Euphoria & despair

Modi’s mega swearing-in ceremony likely May 30

New Delhi: Prime Minister Narendra Modi may be sworn-in for the second term on May 30 and some world leaders could be invited for it, making it an event bigger than the one in 2014 when heads of governments of SAARC countries were invited, sources said here Friday.
Before his swearing-in, Modi is likely to visit Varanasi to thank the people of the parliamentary constituency from where he has been elected for the second time with a huge margin of 4,75,754 votes.
Sources in the Bharatiya Janata Party (BJP) said the Prime Minister is in no hurry for the swearing-in as he wants to invite some world leaders for the event to send a message across the globe about how the general elections embodied the strength of Indian democracy, the largest in the world.
Meanwhile, the newly-elected MPs of the BJP-led NDA will meet Saturday to formally elect Prime Minister Narendra Modi as their leader, setting in motion the process of formation of the new government. The BJP said the meeting will take place in Parliament’s Central Hall at 5 pm.
Modi is also expected to address the MPs following his election as their leader.

With Modi already being announced as the prime ministerial candidate of the alliance, the meeting is considered a mere formality.

Earlier in 2014, Modi had invited the heads of governments of all the eight South Asian Association for Regional Cooperation (SAARC) member countries for his swearing-in at the Rashtrapati Bhavan.

After leading the party to a resounding victory in the Lok Sabha polls, the Prime Minister has received congratulatory messages and telephone calls from leaders across the world, including US President Donald Trump, Russian President Vladimir Putin, Chinese President Xi Jinping and French President Emmanuel Macron.

Sources in the BJP said the newly-elected MPs have been asked to reach Delhi by May 25 evening. A meeting of the BJP Parliamentary Party to formally elect Modi as its leader is likely to take place May 25 or 26.

The sources said the party will stake claim to form the government same day and oath taking ceremony is likely to take place after that.

Rahul may offer to resign at CWC meet 

New Delhi: Amid speculation that Congress President Rahul Gandhi may offer to resign, a Congress Working Committee (CWC) meeting is scheduled Saturday to look into the reasons for the party’s Lok Sabha elections debacle and decide on its further course of action to take on the BJP, which has grown in strength over the last five years.
Rahul Gandhi has taken full responsibility for the party’s poll defeat and there is speculation that he may offer to resign at the CWC meeting.
However, the party leaders are backing him strongly and have said that the blame for party’s poor showing cannot be put on any one individual.
At the CWC meet, Rahul Gandhi and other party leaders are expected to give their assessment of what went wrong and the remedial steps that must be taken.
There were reports of Rahul Gandhi having offered to resign Thursday, after the results, but the Congress denied those. Rahul Gandhi himself answered the question at a press conference he addressed later in the day. “We will have a meeting of the Working Committee.
That you can leave between me and the Working Committee,”
he said.

He also admitted that the road for the party was long and tough, but asked party workers and leaders not to lose heart. The Congress has won 52 seats in the elections, just eight more than the 44 it won in 2014. Rahul Gandhi was a prominent face in both the elections.

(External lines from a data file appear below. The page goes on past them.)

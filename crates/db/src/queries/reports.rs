use notice_core::types::{NewReport, ReportType};
use sqlx::SqlitePool;

use crate::models::Report;

/// Insert a validated report. The description is stored trimmed, or NULL
/// when blank.
pub async fn create(
    pool: &SqlitePool,
    id: &str,
    kind: ReportType,
    report: &NewReport,
    now_ms: i64,
) -> Result<Report, sqlx::Error> {
    sqlx::query_as::<_, Report>(
        r#"
        INSERT INTO reports (id, geohash, kind, description, lat, long, created_at, updated_at)
        VALUES (?1, ?2, ?3, ?4, ?5, ?6, ?7, ?7)
        RETURNING id, geohash, kind, description, lat, long, confirmations, disputes,
                  created_at, updated_at
        "#,
    )
    .bind(id)
    .bind(&report.geohash)
    .bind(kind.as_str())
    .bind(report.normalized_description())
    .bind(report.lat)
    .bind(report.long)
    .bind(now_ms)
    .fetch_one(pool)
    .await
}

/// Newest first. `prefix` narrows to geohashes starting with it.
pub async fn list_recent(
    pool: &SqlitePool,
    prefix: Option<&str>,
    since_ms: i64,
    limit: i64,
) -> Result<Vec<Report>, sqlx::Error> {
    sqlx::query_as::<_, Report>(
        r#"
        SELECT id, geohash, kind, description, lat, long, confirmations, disputes,
               created_at, updated_at
        FROM reports
        WHERE created_at >= ?1
          AND (?2 IS NULL OR geohash LIKE ?2 || '%')
        ORDER BY created_at DESC
        LIMIT ?3
        "#,
    )
    .bind(since_ms)
    .bind(prefix)
    .bind(limit)
    .fetch_all(pool)
    .await
}

pub async fn add_confirmation(
    pool: &SqlitePool,
    id: &str,
    now_ms: i64,
) -> Result<Option<Report>, sqlx::Error> {
    sqlx::query_as::<_, Report>(
        r#"
        UPDATE reports
        SET confirmations = confirmations + 1, updated_at = ?2
        WHERE id = ?1
        RETURNING id, geohash, kind, description, lat, long, confirmations, disputes,
                  created_at, updated_at
        "#,
    )
    .bind(id)
    .bind(now_ms)
    .fetch_optional(pool)
    .await
}

pub async fn add_dispute(
    pool: &SqlitePool,
    id: &str,
    now_ms: i64,
) -> Result<Option<Report>, sqlx::Error> {
    sqlx::query_as::<_, Report>(
        r#"
        UPDATE reports
        SET disputes = disputes + 1, updated_at = ?2
        WHERE id = ?1
        RETURNING id, geohash, kind, description, lat, long, confirmations, disputes,
                  created_at, updated_at
        "#,
    )
    .bind(id)
    .bind(now_ms)
    .fetch_optional(pool)
    .await
}

pub async fn delete_all(pool: &SqlitePool) -> Result<u64, sqlx::Error> {
    let result = sqlx::query("DELETE FROM reports").execute(pool).await?;
    Ok(result.rows_affected())
}

pub async fn delete_created_before(
    pool: &SqlitePool,
    cutoff_ms: i64,
    limit: i64,
) -> Result<u64, sqlx::Error> {
    let result = sqlx::query(
        r#"
        DELETE FROM reports
        WHERE id IN (
            SELECT id FROM reports
            WHERE created_at < ?1
            ORDER BY created_at
            LIMIT ?2
        )
        "#,
    )
    .bind(cutoff_ms)
    .bind(limit)
    .execute(pool)
    .await?;
    Ok(result.rows_affected())
}
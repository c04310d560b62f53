use sqlx::SqlitePool;

use crate::models::RateLimitHash;

/// Newest record for `hash` created at or after `since_ms`.
pub async fn find_recent(
    pool: &SqlitePool,
    hash: &str,
    since_ms: i64,
) -> Result<Option<RateLimitHash>, sqlx::Error> {
    sqlx::query_as::<_, RateLimitHash>(
        r#"
        SELECT id, hash, created_at
        FROM rate_limit_hashes
        WHERE hash = ?1 AND created_at >= ?2
        ORDER BY created_at DESC
        LIMIT 1
        "#,
    )
    .bind(hash)
    .bind(since_ms)
    .fetch_optional(pool)
    .await
}

pub async fn create(
    pool: &SqlitePool,
    id: &str,
    hash: &str,
    now_ms: i64,
) -> Result<(), sqlx::Error> {
    sqlx::query(
        r#"
        INSERT INTO rate_limit_hashes (id, hash, created_at)
        VALUES (?1, ?2, ?3)
        "#,
    )
    .bind(id)
    .bind(hash)
    .bind(now_ms)
    .execute(pool)
    .await?;
    Ok(())
}

pub async fn delete_created_before(
    pool: &SqlitePool,
    cutoff_ms: i64,
    limit: i64,
) -> Result<u64, sqlx::Error> {
    let result = sqlx::query(
        r#"
        DELETE FROM rate_limit_hashes
        WHERE id IN (
            SELECT id FROM rate_limit_hashes
            WHERE created_at < ?1
            ORDER BY created_at
            LIMIT ?2
        )
        "#,
    )
    .bind(cutoff_ms)
    .bind(limit)
    .execute(pool)
    .await?;
    Ok(result.rows_affected())
}

#[cfg(test)]
mod tests {
    use super::*;
    use crate::{connect_memory, new_id};

    const HASH: &str = "3f8a2c1b9e7d6f5a4b3c2d1e0f9a8b7c6d5e4f3a2b1c0d9e8f7a6b5c4d3e2f1a";

    #[tokio::test]
    async fn test_find_recent_returns_newest_in_window() {
        let pool = connect_memory().await.unwrap();
        create(&pool, &new_id(), HASH, 1_000).await.unwrap();
        create(&pool, &new_id(), HASH, 5_000).await.unwrap();

        let found = find_recent(&pool, HASH, 500).await.unwrap().unwrap();
        assert_eq!(found.created_at, 5_000);

        assert!(find_recent(&pool, HASH, 5_001).await.unwrap().is_none());
        assert!(find_recent(&pool, "other", 0).await.unwrap().is_none());
    }

    #[tokio::test]
    async fn test_delete_created_before() {
        let pool = connect_memory().await.unwrap();
        create(&pool, &new_id(), HASH, 1_000).await.unwrap();
        create(&pool, &new_id(), HASH, 9_000).await.unwrap();

        assert_eq!(delete_created_before(&pool, 5_000, 100).await.unwrap(), 1);
        assert!(find_recent(&pool, HASH, 0).await.unwrap().is_some());
    }
}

The party won a single seat (Rae Bareli) in Uttar Pradesh, but Rahul Gandhi himself failed to retain his family bastion of Amethi. The loss is likely to have implications not just on Congress’ revival plans in Uttar Pradesh, but also on his own political standing as a leader. He won from Kerala’s Wayanad.

The results show that Rahul Gandhi, who became the Congress chief in 2017, has not been able to galvanise the party to offer a strong counter against the BJP, which has handed the main opposition party its worst electoral outcomes.

The Congress scored a nil in 18 states and Union territories in these elections, and failed to dent the Bharatiya Janata Party (BJP) in the Hindi heartland states of Madhya Pradesh, Rajasthan and Chhattisgarh, where it formed governments last year.

It delayed formation of an alliance in Bihar following which the opposition could win only one seat in the state.

Its poor electoral strategy has allowed saffron party to become a dominant force in West Bengal and strengthen itself further in Karnataka.

The party is again unlikely to have its own Leader of Opposition in the Lok Sabha as it does not have the minimum strength required to get the status as per rules.

Nine former Chief Ministers and the party’s leader in the Lok Sabha Mallikarjun Kharge are among some of Congress’ prominent losers.